Alcaraz demoliert báez – sinner lauert im schatten!

Carlos Alcaraz hat in Montecarlo eine beeindruckende Demonstration seiner Klasse gezeigt und Sebastián Báez in gerade einmal 69 Minuten mit 6:1 und 6:3 dekliniert. Der Spanier, der nach 303 Tagen wieder auf Sandcourt im Einsatz war, sendet eine klare Botschaft an die Konkurrenz und insbesondere an seinen ewigen Rivalen Jannik Sinner.

Ein duell der giganten steht bevor

Ein duell der giganten steht bevor

Die Ausgangslage ist klar: Alcaraz verteidigt nicht nur seinen Titel in Montecarlo, sondern auch seinen Status als Weltranglistenerster. Sinner, der ihn in der Weltrangliste bedrängt, hat die Nase im Wind, da er bereits für die nächsten Runde qualifiziert ist. Die beiden Tennisstars sind seit 19 Begegnungen in offiziellen Turnieren aneinander gekettet – ein knappes Gleichgewicht von 10:9 zugunsten Sinner. Doch in Montecarlo wird sich entscheiden, wer die Oberhand behält und den Weg zum möglichen Weltrekord in der Wochenanzahl an der Spitze der Weltrangliste ebnet.
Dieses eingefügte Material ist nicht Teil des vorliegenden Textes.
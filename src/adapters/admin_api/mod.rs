use async_trait::async_trait;
use reqwest::{Client, header::AUTHORIZATION};
use secrecy::{ExposeSecret, SecretString};
use serde_json::Value;
use tracing::debug;
use url::Url;

use crate::{
    app_error::PageFetchError,
    application::ports::page_source::{PageRequest, PageSource},
    domain::entities::page::PageResponse,
};

pub const DEFAULT_RESOURCE_PATH: &str = "admin/user";

/// A paginated collection on the platform's admin API.
///
/// Requests go to `GET {base_url}{resource_path}?limit={limit}&page={page}` with the raw API
/// key in the `Authorization` header.
#[derive(Clone)]
pub struct AdminApiPageSource {
    client: Client,
    endpoint: Url,
    api_key: SecretString,
}

impl AdminApiPageSource {
    /// `base_url` must already end with `/`; see `normalize_base_url`.
    pub fn new(
        client: Client,
        base_url: &Url,
        resource_path: &str,
        api_key: SecretString,
    ) -> Result<Self, url::ParseError> {
        let endpoint = base_url.join(resource_path.trim_start_matches('/'))?;
        Ok(Self {
            client,
            endpoint,
            api_key,
        })
    }

    pub fn endpoint(&self) -> &Url {
        &self.endpoint
    }
}

/// Ensure the base URL's path ends with `/` so relative resource paths append to it.
pub fn normalize_base_url(mut url: Url) -> Url {
    if !url.path().ends_with('/') {
        let path = format!("{}/", url.path());
        url.set_path(&path);
    }
    url
}

#[async_trait]
impl PageSource for AdminApiPageSource {
    async fn fetch_page(&self, request: PageRequest) -> Result<PageResponse, PageFetchError> {
        debug!(endpoint = %self.endpoint, page = request.page, "requesting page");

        let response = self
            .client
            .get(self.endpoint.clone())
            .query(&[("limit", request.limit), ("page", request.page)])
            .header(AUTHORIZATION, self.api_key.expose_secret())
            .send()
            .await
            .map_err(|e| PageFetchError::Transport(e.to_string()))?;

        let status = response.status();
        if !status.is_success() {
            return Err(PageFetchError::HttpStatus {
                status: status.as_u16(),
            });
        }

        let body: Value = response
            .json()
            .await
            .map_err(|e| PageFetchError::Malformed(format!("invalid JSON body: {e}")))?;

        PageResponse::from_json(body).map_err(PageFetchError::Malformed)
    }
}
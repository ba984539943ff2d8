use chrono::Utc;
use clap::Parser;
use dotenvy::dotenv;
use tokio_util::sync::CancellationToken;
use tracing::{info, warn};

use active_users::{
    adapters::{
        console::{render_aborted, render_report},
        snapshot::{load_records, save_records},
    },
    app_error::AppError,
    infra::{
        cli::Cli,
        config::AppConfig,
        setup::{init_tracing, init_use_cases},
    },
    use_cases::{active_users::ActiveUserReport, paginator::SweepOutcome},
};

/// Exit status when the sweep aborted and only partial counts were printed.
const EXIT_ABORTED: i32 = 2;

#[tokio::main]
async fn main() -> anyhow::Result<()> {
    dotenv().ok();

    let cli = Cli::parse();
    init_tracing()?;

    let config = AppConfig::from_cli(&cli)?;
    let now = cli.as_of.unwrap_or_else(Utc::now);

    if let Some(path) = &cli.load_records {
        let records = load_records(path).await?;
        info!(path = %path.display(), records = records.len(), "loaded saved records");
        let report =
            ActiveUserReport::from_sweep(config.window, SweepOutcome::from_records(records), now)?;
        print!("{}", render_report(&report));
        return Ok(());
    }

    let cancel = CancellationToken::new();
    spawn_interrupt_handler(cancel.clone());

    let use_cases = init_use_cases(&config, cancel)?;
    info!(
        window = %config.window,
        page_size = config.sweep.page_size,
        "counting active users"
    );

    match use_cases.count_active_users(now).await {
        Ok(report) => {
            if let Some(path) = &cli.save_records {
                save_records(path, &report.sweep.records).await?;
                info!(path = %path.display(), "records saved");
            }
            print!("{}", render_report(&report));
            Ok(())
        }
        Err(AppError::Aborted {
            page,
            expected_pages,
            cause,
            partial,
        }) => {
            if let Some(path) = &cli.save_records {
                save_records(path, &partial.sweep.records).await?;
                info!(path = %path.display(), "partial records saved");
            }
            print!("{}", render_aborted(page, expected_pages, &cause, &partial));
            std::process::exit(EXIT_ABORTED);
        }
        Err(err) => Err(err.into()),
    }
}

fn spawn_interrupt_handler(cancel: CancellationToken) {
    tokio::spawn(async move {
        if tokio::signal::ctrl_c().await.is_ok() {
            warn!("interrupted, stopping after in-flight requests");
            cancel.cancel();
        }
    });
}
Die Rivalität geht über den Platz hinaus. Beobachter haben die beiden Spieler in den letzten Tagen immer wieder an denselben Orten gesehen: im selben Restaurant, beim Aufwärmen und sogar während des heutigen Trainingssessions auf dem Centre Court Rainier III. Diese ständige Präsenz unterstreicht die intensive Rivalität, die sich in jedem Schlag und jedem Spielzug widerspiegelt.

Alcaraz präsentierte sich gegen Báez in Topform. Nach dem Auftritt von Ugo Humbert, der bereits drei Spiele gegen Sinner abgeben musste, zeigte Alcaraz, dass er in einer anderen Liga spielt. Sein Spiel war von Anfang an von Dominanz geprägt. Ein spektakulärer Rechtszug, der das Publikum in Begeisterung versetzte, ließ sogar Usain Bolt, der das Spiel verfolgte, Staunen. Der Trainer Samuel López hatte alle Hände voll zu tun, um seinen Schützling zu beobachten, da dieser nahezu fehlerfrei agierte. „Wir verfolgen jeden Punkt, jeden einzelnen Punkt“, erklärte López.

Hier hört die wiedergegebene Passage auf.